Awareness Month is a most appropriate time to celebrate the successful achievement of a historic mark: reaching the 50 percent penetration mark.
"Wait a minute," you say. "Most people will tell you that only a small percentage of Americans have long term care insurance. Some will even go so far to call long term care insurance a failed effort. Is this merely hype from an industry trade group or some slight of hand?"
The truth is, no one has correctly positioned the realistic marketplace for long term care insurance. Our calculations put the potential number of buyers at 15 million. Some say it could be as large as 20 million, but we prefer to err on the conservative side.
True, there are currently 310 million Americans. Some 28 percent are under age 19. Let's assume these definitely are not potential prospects. Another 27 percent are between ages 20 and 39, and while a few individuals within this age group have long term care insurance, it's a pretty safe bet that the majority are not viable prospects. Finally, 9 percent of the population is age 70 or older. While some are indeed prospects, health problems knock a significant number out of the equation.
That leaves 36 percent of the population, or about 112 million potential prospects, who are between the ages of 40 and 69. Some would say people don't become real prospects until their 50s, and about 47 million of this segment are between 40 and 49. Let's leave 50 percent of them in the mix. So, do we now have 88 million viable prospects? Not really.
That's because long term care insurance is really only available to those who can 1) health qualify, 2) afford to pay the cost, 3) have savings they'd like to protect and 4) are planners. We all know someone earning a more-than-adequate salary who spends more than they earn and has little if any saved for their future retirement or health needs.
Health conditions knock out a significant number of the remaining market. Some 5 percent of Americans between ages 45 and 75 have limitations with activities of daily living (ADLs), and 9 percent have limitations with instrumental activities of daily living (IADLs). The 40 to 59 age band has the highest percentage of obese individuals. Approximately 40 percent of men ages 40 to 59 are obese, compared with 28.1 percent of those ages 20 to 39, and 32.2 percent of those ages 60 years and older. Among women, 41.1 percent of those ages 40 to 59 were obese, whereas 30.5 percent of younger women ages 20 to 39 were obese.
That brings us to income: About 18 percent of U.S. families in this age category are below the defined poverty level (2009: less than $22,050 for a family of four). Data from the Employee Benefit Research Institute (EBRI) reports that between 23 percent and 25 percent are at 200 percent of the official poverty rate (still unable to afford long term care insurance).
Finally, that brings us to those who are unemployed and those not favorably inclined toward planning. You can easily reach the conclusion that the viable market for long term care insurance is about 15 million.
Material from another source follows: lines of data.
//! Decimal money type for storefront pricing.
//!
//! The storefront prices everything in a single currency (INR), so `Money`
//! wraps a bare [`Decimal`] rather than carrying a currency code per value.

use core::fmt;
use core::iter::Sum;
use core::ops::{Add, AddAssign, Mul, Sub};

use rust_decimal::Decimal;
use serde::{Deserialize, Serialize};

/// A monetary amount in the currency's standard unit (rupees, not paise).
///
/// Arithmetic is exact decimal arithmetic; amounts are never rounded by this
/// type itself.
#[derive(
    Debug, Clone, Copy, PartialEq, Eq, PartialOrd, Ord, Hash, Default, Serialize, Deserialize,
)]
#[serde(transparent)]
pub struct Money(Decimal);

impl Money {
    /// The zero amount.
    pub const ZERO: Self = Self(Decimal::ZERO);

    /// Create a new amount from a decimal value.
    #[must_use]
    pub const fn new(amount: Decimal) -> Self {
        Self(amount)
    }

    /// Create an amount from a whole number of currency units.
    #[must_use]
    pub fn from_major(units: i64) -> Self {
        Self(Decimal::from(units))
    }

    /// The underlying decimal amount.
    #[must_use]
    pub const fn amount(&self) -> Decimal {
        self.0
    }

    /// Whether the amount is exactly zero.
    #[must_use]
    pub fn is_zero(&self) -> bool {
        self.0.is_zero()
    }
}

impl From<Decimal> for Money {
    fn from(amount: Decimal) -> Self {
        Self(amount)
    }
}

impl From<Money> for Decimal {
    fn from(money: Money) -> Self {
        money.0
    }
}

impl Add for Money {
    type Output = Self;

    fn add(self, rhs: Self) -> Self {
        Self(self.0 + rhs.0)
    }
}

impl AddAssign for Money {
    fn add_assign(&mut self, rhs: Self) {
        self.0 += rhs.0;
    }
}

impl Sub for Money {
    type Output = Self;

    fn sub(self, rhs: Self) -> Self {
        Self(self.0 - rhs.0)
    }
}

impl Mul<u32> for Money {
    type Output = Self;

    fn mul(self, rhs: u32) -> Self {
        Self(self.0 * Decimal::from(rhs))
    }
}

impl Sum for Money {
    fn sum<I: Iterator<Item = Self>>(iter: I) -> Self {
        iter.fold(Self::ZERO, Add::add)
    }
}

impl fmt::Display for Money {
    fn fmt(&self, f: &mut fmt::Formatter<'_>) -> fmt::Result {
        write!(f, "₹{:.2}", self.0)
    }
}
What conclusions can we draw from this? First, success! The private long term care insurance industry has successfully penetrated 50 percent of the potential marketplace. Over 10 million policies have been written and about 8 million are currently in-force (the rest have lapsed or died).
Second, insurance professionals should stop wasting time marketing to those who can't or won't buy. Focus on the remaining 50 percent of the market and you'll have success. Happy Long Term Care Awareness Month!